Huruf-huruf tambahan, jika ada, berasal dari nama strain bakteri, dan angka romawi
digunakan untuk membedakan enzim yang berbeda tetapi diisolasi dari spesies yang
sama.
Tempat pemotongan pada kedua untai DNA sering kali terpisah sejauh beberapa
pasang basa. Pemotongan DNA dengan tempat pemotongan semacam ini akan
menghasilkan fragmen-fragmen dengan ujung 5’ yang runcing karena masing-masing
untai tunggalnya menjadi tidak sama panjang. Dua fragmen DNA dengan ujung yang
runcing akan mudah disambungkan satu sama lain sehingga ujung runcing sering pula
disebut sebagai ujung lengket (sticky end) atau ujung kohesif. Hal itu berbeda dengan
enzim restriksi seperti Hae III, yang mempunyai tempat pemotongan DNA pada
posisi yang sama. Kedua fragmen hasil pemotongannya akan mempunyai ujung 5’
yang tumpul karena masing-masing untai tunggalnya sama panjangnya. Fragmen-
fragmen DNA dengan ujung tumpul (blunt end) akan sulit untuk disambungkan.
Biasanya diperlukan perlakuan tambahan untuk menyatukan dua fragmen DNA
dengan ujung tumpul, misalnya pemberian molekul linker, molekul adaptor, atau
penambahan enzim deoksinukleotidil transferase untuk menyintesis untai tunggal
homopolimerik 3’.
Ligasi Molekul - molekul DNA
Pemotongan DNA genomik dan DNA vektor menggunakan enzim restriksi harus
menghasilkan ujung-ujung potongan yang kompatibel.

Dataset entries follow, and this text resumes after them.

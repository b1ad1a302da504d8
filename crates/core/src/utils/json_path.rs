//! The JSONPath subset accepted by `jsonUpdate`: `$`, `.name`, `['name']`,
//! `[n]`, `*`, `[*]` and `..name`.

use crate::error::{Error, Result};
use serde_json::Value;
use std::fmt;

#[derive(Debug, Clone, PartialEq, Eq)]
enum Segment {
    Child(String),
    Index(usize),
    Wildcard,
    Descendant(String),
}

/// One concrete step from the document root to a matched node
#[derive(Debug, Clone, PartialEq, Eq, PartialOrd, Ord)]
pub enum Step {
    Key(String),
    Index(usize),
}

impl fmt::Display for Step {
    fn fmt(&self, f: &mut fmt::Formatter<'_>) -> fmt::Result {
        match self {
            Step::Key(key) => write!(f, "['{key}']"),
            Step::Index(index) => write!(f, "[{index}]"),
        }
    }
}

/// A parsed path expression
#[derive(Debug, Clone, PartialEq, Eq)]
pub struct JsonPath {
    expression: String,
    segments: Vec<Segment>,
}

impl JsonPath {
    pub fn parse(expression: &str) -> Result<Self> {
        let invalid = |reason: &str| Error::Config(format!("Invalid JSON path '{expression}': {reason}"));

        let chars: Vec<char> = expression.trim().chars().collect();
        if chars.first() != Some(&'$') {
            return Err(invalid("must start with '$'"));
        }

        let mut segments = Vec::new();
        let mut pos = 1;
        while pos < chars.len() {
            match chars[pos] {
                '.' if chars.get(pos + 1) == Some(&'.') => {
                    let (name, next) = read_name(&chars, pos + 2);
                    if name.is_empty() {
                        return Err(invalid("missing name after '..'"));
                    }
                    segments.push(Segment::Descendant(name));
                    pos = next;
                }
                '.' => {
                    let (name, next) = read_name(&chars, pos + 1);
                    match name.as_str() {
                        "" => return Err(invalid("missing name after '.'")),
                        "*" => segments.push(Segment::Wildcard),
                        _ => segments.push(Segment::Child(name)),
                    }
                    pos = next;
                }
                '[' => {
                    let close = chars[pos..]
                        .iter()
                        .position(|c| *c == ']')
                        .map(|offset| pos + offset)
                        .ok_or_else(|| invalid("unterminated '['"))?;
                    let inner: String = chars[pos + 1..close].iter().collect();
                    segments.push(bracket_segment(inner.trim()).ok_or_else(|| invalid("bad subscript"))?);
                    pos = close + 1;
                }
                other => return Err(invalid(&format!("unexpected '{other}'"))),
            }
        }

        Ok(Self {
            expression: expression.to_string(),
            segments,
        })
    }

    /// Locations of every node the path matches, in document order
    pub fn select(&self, document: &Value) -> Vec<Vec<Step>> {
        let mut current = vec![(Vec::new(), document)];
        for segment in &self.segments {
            let mut next = Vec::new();
            for (steps, node) in current {
                match segment {
                    Segment::Child(name) => {
                        if let Some(child) = node.as_object().and_then(|o| o.get(name)) {
                            next.push((extend(&steps, Step::Key(name.clone())), child));
                        }
                    }
                    Segment::Index(index) => {
                        if let Some(child) = node.as_array().and_then(|a| a.get(*index)) {
                            next.push((extend(&steps, Step::Index(*index)), child));
                        }
                    }
                    Segment::Wildcard => next.extend(children(&steps, node)),
                    Segment::Descendant(name) => collect_named(&steps, node, name, &mut next),
                }
            }
            current = next;
        }
        current.into_iter().map(|(steps, _)| steps).collect()
    }
}

impl fmt::Display for JsonPath {
    fn fmt(&self, f: &mut fmt::Formatter<'_>) -> fmt::Result {
        f.write_str(&self.expression)
    }
}

fn read_name(chars: &[char], start: usize) -> (String, usize) {
    let end = chars[start.min(chars.len())..]
        .iter()
        .position(|c| *c == '.' || *c == '[')
        .map_or(chars.len(), |offset| start + offset);
    (chars[start.min(end)..end].iter().collect(), end)
}

fn bracket_segment(inner: &str) -> Option<Segment> {
    if inner == "*" {
        return Some(Segment::Wildcard);
    }
    let quoted = inner
        .strip_prefix('\'')
        .and_then(|s| s.strip_suffix('\''))
        .or_else(|| inner.strip_prefix('"').and_then(|s| s.strip_suffix('"')));
    if let Some(name) = quoted {
        return Some(Segment::Child(name.to_string()));
    }
    inner.parse().ok().map(Segment::Index)
}

fn extend(steps: &[Step], step: Step) -> Vec<Step> {
    let mut extended = steps.to_vec();
    extended.push(step);
    extended
}

fn children<'a>(steps: &[Step], node: &'a Value) -> Vec<(Vec<Step>, &'a Value)> {
    match node {
        Value::Object(map) => map
            .iter()
            .map(|(key, child)| (extend(steps, Step::Key(key.clone())), child))
            .collect(),
        Value::Array(items) => items
            .iter()
            .enumerate()
            .map(|(index, child)| (extend(steps, Step::Index(index)), child))
            .collect(),
        _ => Vec::new(),
    }
}

fn collect_named<'a>(steps: &[Step], node: &'a Value, name: &str, found: &mut Vec<(Vec<Step>, &'a Value)>) {
    if let Some(child) = node.as_object().and_then(|o| o.get(name)) {
        found.push((extend(steps, Step::Key(name.to_string())), child));
    }
    for (child_steps, child) in children(steps, node) {
        collect_named(&child_steps, child, name, found);
    }
}

fn node_mut<'a>(document: &'a mut Value, steps: &[Step]) -> Option<&'a mut Value> {
    steps.iter().try_fold(document, |node, step| match step {
        Step::Key(key) => node.as_object_mut()?.get_mut(key),
        Step::Index(index) => node.as_array_mut()?.get_mut(*index),
    })
}

/// Replace the node at `steps`
pub fn set(document: &mut Value, steps: &[Step], value: Value) -> bool {
    match node_mut(document, steps) {
        Some(node) => {
            *node = value;
            true
        }
        None => false,
    }
}

/// Remove the node at `steps` from its parent. The root cannot be removed.
pub fn remove(document: &mut Value, steps: &[Step]) -> bool {
    let Some((last, parent)) = steps.split_last() else {
        return false;
    };
    match (node_mut(document, parent), last) {
        (Some(Value::Object(map)), Step::Key(key)) => map.shift_remove(key).is_some(),
        (Some(Value::Array(items)), Step::Index(index)) if *index < items.len() => {
            items.remove(*index);
            true
        }
        _ => false,
    }
}

#[cfg(test)]
mod tests {
    use super::*;
    use serde_json::json;

    fn document() -> Value {
        json!({
            "name": "app",
            "version": "1.0.0",
            "dependencies": { "left-pad": "1.3.0", "lodash": "4.17.0" },
            "modules": [
                { "name": "one", "version": "1.0.0" },
                { "name": "two", "version": "1.0.0" }
            ]
        })
    }

    fn render(paths: Vec<Vec<Step>>) -> Vec<String> {
        paths
            .into_iter()
            .map(|steps| steps.iter().map(Step::to_string).collect())
            .collect()
    }

    #[test]
    fn test_select_subset() {
        let doc = document();
        let select = |path: &str| render(JsonPath::parse(path).unwrap().select(&doc));

        assert_eq!(select("$.version"), vec!["['version']"]);
        assert_eq!(select("$['dependencies']['lodash']"), vec!["['dependencies']['lodash']"]);
        assert_eq!(select("$.modules[1].name"), vec!["['modules'][1]['name']"]);
        assert_eq!(select("$.modules[*].version"), vec!["['modules'][0]['version']", "['modules'][1]['version']"]);
        assert_eq!(select("$.dependencies.*").len(), 2);
        assert_eq!(select("$..version").len(), 3);
        assert_eq!(select("$"), vec![""]);
        assert!(select("$.missing").is_empty());
    }

    #[test]
    fn test_invalid_paths() {
        for path in ["version", "$.", "$[1", "$[x]", "$..", "$a"] {
            assert!(matches!(JsonPath::parse(path), Err(Error::Config(_))), "{path}");
        }
    }

    #[test]
    fn test_set_and_remove() {
        let mut doc = document();
        let path = JsonPath::parse("$..version").unwrap();
        for steps in path.select(&doc.clone()) {
            assert!(set(&mut doc, &steps, json!("2.0.0")));
        }
        assert_eq!(doc["modules"][1]["version"], "2.0.0");

        let steps = JsonPath::parse("$.dependencies['left-pad']").unwrap().select(&doc);
        assert!(remove(&mut doc, &steps[0]));
        assert_eq!(doc["dependencies"], json!({ "lodash": "4.17.0" }));
        assert!(!remove(&mut doc, &[]));
    }
}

Artinya, fragmen-fragmen
DNA genomik nantinya harus dapat disambungkan (diligasi) dengan DNA vektor
yang sudah berbentuk linier. Ada tiga cara yang dapat digunakan untuk meligasi
fragmen-fragmen DNA secara in vitro. Pertama, ligasi menggunakan enzim DNA
ligase dari bakteri. Kedua, ligasi menggunakan DNA ligase dari sel-sel E. coli yang
telah diinfeksi dengan bakteriofag T4 atau lazim disebut sebagai enzim T4 ligase. Jika
cara yang pertama hanya dapat digunakan untuk meligasi ujung-ujung lengket, cara
yang kedua dapat digunakan baik pada ujung lengket maupun pada ujung tumpul.
Sementara itu, cara yang ketiga telah disinggung di atas, yaitu pemberian enzim
deoksinukleotidil transferase untuk menyintesis untai tunggal homopolimerik 3’.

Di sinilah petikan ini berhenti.